Commercial crowdsourcing in digital humanities: prospects and ethical issues

paper, specified "short paper"
  1. 1. Rosa Suviranta

    University of Helsinki

  2. 2. Tuomo Hiippala

    University of Helsinki

Work text
This plain text was ingested for the purpose of full-text search, not to preserve original formatting or readability. For the most complete copy, refer to the original conference program.

This presentation discusses key issues in using commercial crowdsourcing in digital humanities. Traditionally, digital humanities have engaged volunteers for tasks like digitising and organising information (Dunn and Hedges, 2013; Carletti et al., 2013). However, not all fields in digital humanities can benefit from volunteer-based crowdsourcing. I argue that commercial crowdsourcing is a viable alternative for fields that cannot attract volunteers, provided that crowdsourcing is used in an ethically sustainable way. To do so, I propose solutions to a range of ethical issues related to fair pay and hidden labour on commercial crowdsourcing platforms. I also discuss linguistic and epistemic asymmetries between task requesters and the global crowdsourced workers and argue for the need to develop crowdsourcing methods that balance the needs of both ethics and data quality. To this end, I draw on examples from an ongoing project that uses crowdsourcing to create multimodal corpora and show how a combination of pedagogically motivated training, paid exams and multimodal instructions can mitigate these issues.
Crowdsourcing is a participatory method in which an individual, an institution, organisation or company can request an undefined group of workers with varying knowledge and number to perform a task through an open call (Carletti et al., 2013: 1–2). Crowdsourcing can take place on commercial and non-commercial platforms, and the tasks can range from data labelling to content creation (Dunn and Hedges, 2013). How crowdsourcing is understood depends on the field of research. Computer vision, for example, uses crowdsourcing to create training data for algorithms by decomposing complex tasks into piece-meal work and distributing this effort among paid non-expert workers on online platforms (Kovashka et al., 2016).
In digital humanities, crowdsourcing is often associated with the galleries, libraries, archives and museums (GLAM) domain.

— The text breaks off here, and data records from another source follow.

//! Bit-level reading over an in-memory DEFLATE stream.
//!
//! # Bit Ordering
//!
//! DEFLATE packs data elements LSB-first: the first bit of the stream is the
//! least significant bit of the first byte. Fixed-width fields read with
//! [`BitReader::read_bits`] therefore come out in their natural numeric order,
//! while Huffman codes appear bit-reversed (first code bit in the lowest
//! position) and must be matched against tables indexed the same way.
//!
//! # End of Input
//!
//! Once the input slice is exhausted, refilling synthesizes zero bytes
//! instead of reading past the end. Those padding bytes may be *peeked*
//! (a Huffman lookup near the end of a stream peeks more bits than the final
//! code needs), but never *consumed*: consuming a padding bit means the
//! stream was truncated.
//!
//! # Example
//!
//! ```
//! use oxiflate_core::bitstream::BitReader;
//!
//! let data = [0b1010_1101, 0xFF];
//! let mut reader = BitReader::new(&data);
//!
//! assert_eq!(reader.read_bits(3).unwrap(), 0b101);
//! assert_eq!(reader.read_bits(5).unwrap(), 0b10101);
//! assert_eq!(reader.read_bits(8).unwrap(), 0xFF);
//! assert!(reader.read_bits(1).is_err());
//! ```

use crate::error::{InflateError, Result};

/// Width of the bit accumulator.
const MAX_BITS_LEFT: u8 = 64;

/// Bits guaranteed to be buffered after a refill. A further whole byte would
/// not fit once this many bits are present.
const CONSUMABLE_BITS: u8 = MAX_BITS_LEFT - 7;

/// An LSB-first bit cursor over a byte slice.
///
/// `BitReader` is a plain value: it borrows the input, owns a 64-bit
/// accumulator, and tracks how many of the buffered bytes are synthesized
/// zero padding.
#[derive(Debug, Clone)]
pub struct BitReader<'a> {
    /// Complete input stream.
    input: &'a [u8],
    /// Offset of the next byte not yet loaded into the accumulator.
    next: usize,
    /// Bit accumulator (LSB-first).
    buffer: u64,
    /// Number of buffered bits, real and padding.
    bits_left: u8,
    /// Number of zero bytes synthesized past the end of input.
    ///
    /// Invariant: `padding_bytes * 8 <= bits_left`, so at most 8.
    padding_bytes: u8,
}

impl<'a> BitReader<'a> {
    /// Create a new `BitReader` positioned at the first bit of `input`.
    pub fn new(input: &'a [u8]) -> Self {
        Self {
            input,
            next: 0,
            buffer: 0,
            bits_left: 0,
            padding_bytes: 0,
        }
    }

    /// Top up the accumulator to at least 57 bits.
    ///
    /// Past the end of input, zero bytes are synthesized and counted as
    /// padding.
    #[inline]
    pub fn refill(&mut self) {
        while self.bits_left < CONSUMABLE_BITS {
            match self.input.get(self.next) {
                Some(&byte) => {
                    self.buffer |= (byte as u64) << self.bits_left;
                    self.next += 1;
                }
                None => self.padding_bytes += 1,
            }
            self.bits_left += 8;
        }
    }

    /// Number of real (non-padding) bits that can still be consumed.
    #[inline]
    pub fn available_bits(&self) -> u64 {
        let buffered = (self.bits_left - self.padding_bytes * 8) as u64;
        buffered + ((self.input.len() - self.next) as u64) * 8
    }

    /// Current position in the stream, in bits from the start of input.
    pub fn bit_position(&self) -> u64 {
        let buffered_real = (self.bits_left - self.padding_bytes * 8) as u64;
        (self.next as u64) * 8 - buffered_real
    }

    /// Number of input bytes touched so far, counting a partial byte as whole.
    pub fn bytes_consumed(&self) -> usize {
        self.bit_position().div_ceil(8) as usize
    }

    /// Peek at up to 32 bits without consuming them.
    ///
    /// Never fails: bits past the end of input read as zero.
    #[inline]
    pub fn peek_bits(&mut self, count: u8) -> u32 {
        debug_assert!(count <= 32, "Cannot peek more than 32 bits at once");

        if self.bits_left < count {
            self.refill();
        }

        let mask = (1u64 << count).wrapping_sub(1);
        (self.buffer & mask) as u32
    }

    /// Consume `count` bits (at most 32).
    ///
    /// Fails with [`InflateError::TruncatedStream`] if fewer than `count` real
    /// bits remain; the cursor is left unchanged in that case.
    #[inline]
    pub fn consume_bits(&mut self, count: u8) -> Result<()> {
        debug_assert!(count <= 32, "Cannot consume more than 32 bits at once");

        if self.bits_left < count {
            self.refill();
        }

        let real = self.bits_left - self.padding_bytes * 8;
        if count > real {
            return Err(InflateError::truncated(
                self.bit_position(),
                (count - real) as u64,
            ));
        }

        self.buffer >>= count;
        self.bits_left -= count;
        Ok(())
    }

    /// Read up to 32 bits, first bit in the LSB position.
    #[inline]
    pub fn read_bits(&mut self, count: u8) -> Result<u32> {
        let value = self.peek_bits(count);
        self.consume_bits(count)?;
        Ok(value)
    }

    /// Read a single bit.
    pub fn read_bit(&mut self) -> Result<bool> {
        Ok(self.read_bits(1)? != 0)
    }

    /// Discard bits up to the next byte boundary.
    ///
    /// Whole bytes still sitting in the accumulator are handed back to the
    /// byte cursor, so the next [`read_bytes`](Self::read_bytes) starts at
    /// the first unread input byte. The accumulator is left empty.
    pub fn align_to_byte(&mut self) {
        let partial = self.bits_left % 8;
        self.buffer >>= partial;
        self.bits_left -= partial;

        let buffered_bytes = self.bits_left / 8;
        debug_assert!(self.padding_bytes <= buffered_bytes);
        self.next -= (buffered_bytes - self.padding_bytes) as usize;

        self.buffer = 0;
        self.bits_left = 0;
        self.padding_bytes = 0;
    }

    /// Borrow the next `count` bytes of input directly.
    ///
    /// Aligns to a byte boundary first.
    pub fn read_bytes(&mut self, count: usize) -> Result<&'a [u8]> {
        if self.bits_left > 0 {
            self.align_to_byte();
        }

        let remaining = self.input.len() - self.next;
        if count > remaining {
            return Err(InflateError::truncated(
                self.bit_position(),
                ((count - remaining) as u64) * 8,
            ));
        }

        let bytes = &self.input[self.next..self.next + count];
        self.next += count;
        Ok(bytes)
    }

    /// Read a little-endian `u16`, aligning to a byte boundary first.
    pub fn read_u16_le(&mut self) -> Result<u16> {
        let bytes = self.read_bytes(2)?;
        Ok(u16::from_le_bytes([bytes[0], bytes[1]]))
    }
}

#[cfg(test)]
mod tests {
    use super::*;

    #[test]
    fn test_bitreader_basic() {
        // 0b10110101 = 0xB5
        let data = [0xB5];
        let mut reader = BitReader::new(&data);

        assert_eq!(reader.read_bits(1).unwrap(), 1); // LSB first
        assert_eq!(reader.read_bits(1).unwrap(), 0);
        assert_eq!(reader.read_bits(1).unwrap(), 1);
        assert_eq!(reader.read_bits(1).unwrap(), 0);
        assert_eq!(reader.read_bits(1).unwrap(), 1);
        assert_eq!(reader.read_bits(1).unwrap(), 1);
        assert_eq!(reader.read_bits(1).unwrap(), 0);
        assert_eq!(reader.read_bits(1).unwrap(), 1);
    }

    #[test]
    fn test_bitreader_multi_byte() {
        let data = [0xFF, 0x00];
        let mut reader = BitReader::new(&data);

        assert_eq!(reader.read_bits(4).unwrap(), 0xF);
        assert_eq!(reader.read_bits(8).unwrap(), 0x0F); // Crosses byte boundary
        assert_eq!(reader.read_bits(4).unwrap(), 0x0);
    }

    #[test]
    fn test_bitreader_peek() {
        let data = [0xAB];
        let mut reader = BitReader::new(&data);

        assert_eq!(reader.peek_bits(4), 0xB);
        assert_eq!(reader.peek_bits(4), 0xB); // Same value
        assert_eq!(reader.read_bits(4).unwrap(), 0xB); // Now consume
        assert_eq!(reader.peek_bits(4), 0xA);
    }

    #[test]
    fn test_peek_past_end_reads_zero_padding() {
        let data = [0xFF];
        let mut reader = BitReader::new(&data);

        assert_eq!(reader.peek_bits(16), 0x00FF);
        assert_eq!(reader.available_bits(), 8);
    }

    #[test]
    fn test_consume_padding_is_truncation() {
        let data = [0xFF];
        let mut reader = BitReader::new(&data);

        reader.read_bits(5).unwrap();
        let err = reader.read_bits(4).unwrap_err();
        assert_eq!(err, InflateError::truncated(5, 1));

        // The failed read leaves the cursor untouched.
        assert_eq!(reader.bit_position(), 5);
        assert_eq!(reader.read_bits(3).unwrap(), 0b111);
    }

    #[test]
    fn test_empty_input() {
        let mut reader = BitReader::new(&[]);
        assert_eq!(reader.available_bits(), 0);
        assert!(matches!(
            reader.read_bit(),
            Err(InflateError::TruncatedStream { bit_position: 0, .. })
        ));
    }

    #[test]
    fn test_bit_position() {
        let data = [0u8; 16];
        let mut reader = BitReader::new(&data);

        assert_eq!(reader.bit_position(), 0);
        reader.read_bits(3).unwrap();
        assert_eq!(reader.bit_position(), 3);
        reader.read_bits(32).unwrap();
        assert_eq!(reader.bit_position(), 35);
        assert_eq!(reader.bytes_consumed(), 5);
        assert_eq!(reader.available_bits(), 128 - 35);
    }

    #[test]
    fn test_align_to_byte() {
        let data = [0xFF, 0xAA];
        let mut reader = BitReader::new(&data);

        reader.read_bits(3).unwrap(); // Read 3 bits
        reader.align_to_byte(); // Skip remaining 5 bits
        assert_eq!(reader.bit_position(), 8);
        assert_eq!(reader.read_bits(8).unwrap(), 0xAA);
    }

    #[test]
    fn test_align_returns_buffered_bytes() {
        // The first read pulls all of these bytes into the accumulator;
        // alignment must hand the unread ones back to the byte cursor.
        let data = [0x01, 0x34, 0x12, 0x78, 0x56, 0x9A];
        let mut reader = BitReader::new(&data);

        assert_eq!(reader.read_bits(3).unwrap(), 0b001);
        assert_eq!(reader.read_u16_le().unwrap(), 0x1234);
        assert_eq!(reader.read_u16_le().unwrap(), 0x5678);
        assert_eq!(reader.read_bytes(1).unwrap(), &[0x9A]);
        assert!(reader.read_bytes(1).is_err());
    }

    #[test]
    fn test_align_on_boundary_is_noop() {
        let data = [0x12, 0x34];
        let mut reader = BitReader::new(&data);

        reader.read_bits(8).unwrap();
        reader.align_to_byte();
        assert_eq!(reader.bit_position(), 8);
        assert_eq!(reader.read_bytes(1).unwrap(), &[0x34]);
    }

    #[test]
    fn test_read_bytes_truncated() {
        let data = [0x00, 0x01, 0x02];
        let mut reader = BitReader::new(&data);

        reader.read_bits(1).unwrap();
        let err = reader.read_bytes(4).unwrap_err();
        assert_eq!(err, InflateError::truncated(8, 16));
    }

    #[test]
    fn test_bits_resume_after_read_bytes() {
        let data = [0x00, 0xAB, 0b0000_0110];
        let mut reader = BitReader::new(&data);

        reader.read_bits(2).unwrap();
        assert_eq!(reader.read_bytes(1).unwrap(), &[0xAB]);
        assert_eq!(reader.read_bits(3).unwrap(), 0b110);
    }
}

In this context, crowdsourcing is a way of engaging enthusiasts with intrinsic incentives to perform tasks for free and for the 'common good' (Daugavetis, 2021). Consequently, the ethos among digital humanities is to use crowdsourcing to engage volunteers to interact, explore and contribute to the research at hand (Dunn and Hedges, 2013; Terras, 2015).
However, not all fields under the umbrella of digital humanities can benefit from volunteer-based crowdsourcing. One such example is the emerging discipline of multimodality research, which studies the way human communication relies on intentional combinations of expressive resources. The discipline is currently undergoing a shift toward a more data-driven direction due to increased calls for validating theories of multimodality through empirical research (Pflaeging et al., 2021). This shift has also brought multimodality research in contact with digital humanities, especially within the paradigm of 'distant viewing' (Arnold & Tilton, 2019), which applies computational methods to large-scale analysis of visual materials (Hiippala and Bateman, 2021). Together with computational methods, commercial crowdsourcing has been identified as a potential way of increasing the size of corpora studied in multimodality research (Hiippala et al., 2019).
However, any use of commercial crowdsourcing must acknowledge the ethical issues and pitfalls related to crowdsourcing platforms. As a part of the novel platform economy, crowdsourcing lacks regulation which enables exploitative practices (Schmidt, 2017). Labour rights are largely absent, and the pay is usually far from a living wage, and there are no rules or stipulations for a minimum wage. Moreover, new workers often need to perform several months of non- or low-paid work in the form of qualification labour to access well-paid tasks (Kummerfeld, 2021). Qualification, or ranking, is a social reward technique to increase standing and reliability in the crowdsourcing community by completing tasks successfully (Dunn and Hedges, 2013: 152-154), which the requesters often use as a quality control tool to filter out low-performing workers (Kummerfeld, 2021: 343). Many workers also speak English – the lingua franca of crowdsourcing platforms – as a foreign language, which can lead to misunderstandings, rejected work and payment refusal.
Although the platforms enable exploitative practices, requesters can influence the conditions and for crowdsourced work. Firstly, the workers must be compensated appropriately and paid at least a minimum wage. Although ethically-sustainable crowdsourcing is not cheap, it is considerably cheaper than using experts (Hiippala et al., 2021: 673). Secondly, requesters can recruit workers with fewer qualifications, while maintaining quality by combining pedagogically-motivated training, paid exams and multimodal instructions. Pedagogically-motivated training allows the workers to learn the task through trial and error. Subsequently, paid exams filter the workers to perform the actual task. Pairing the training with the paid exam for selecting the workers ensures that even if a worker fails the exam, they are compensated for their effort. Finally, multimodal instructions, which combine text and illustrations, can support workers with limited language skills.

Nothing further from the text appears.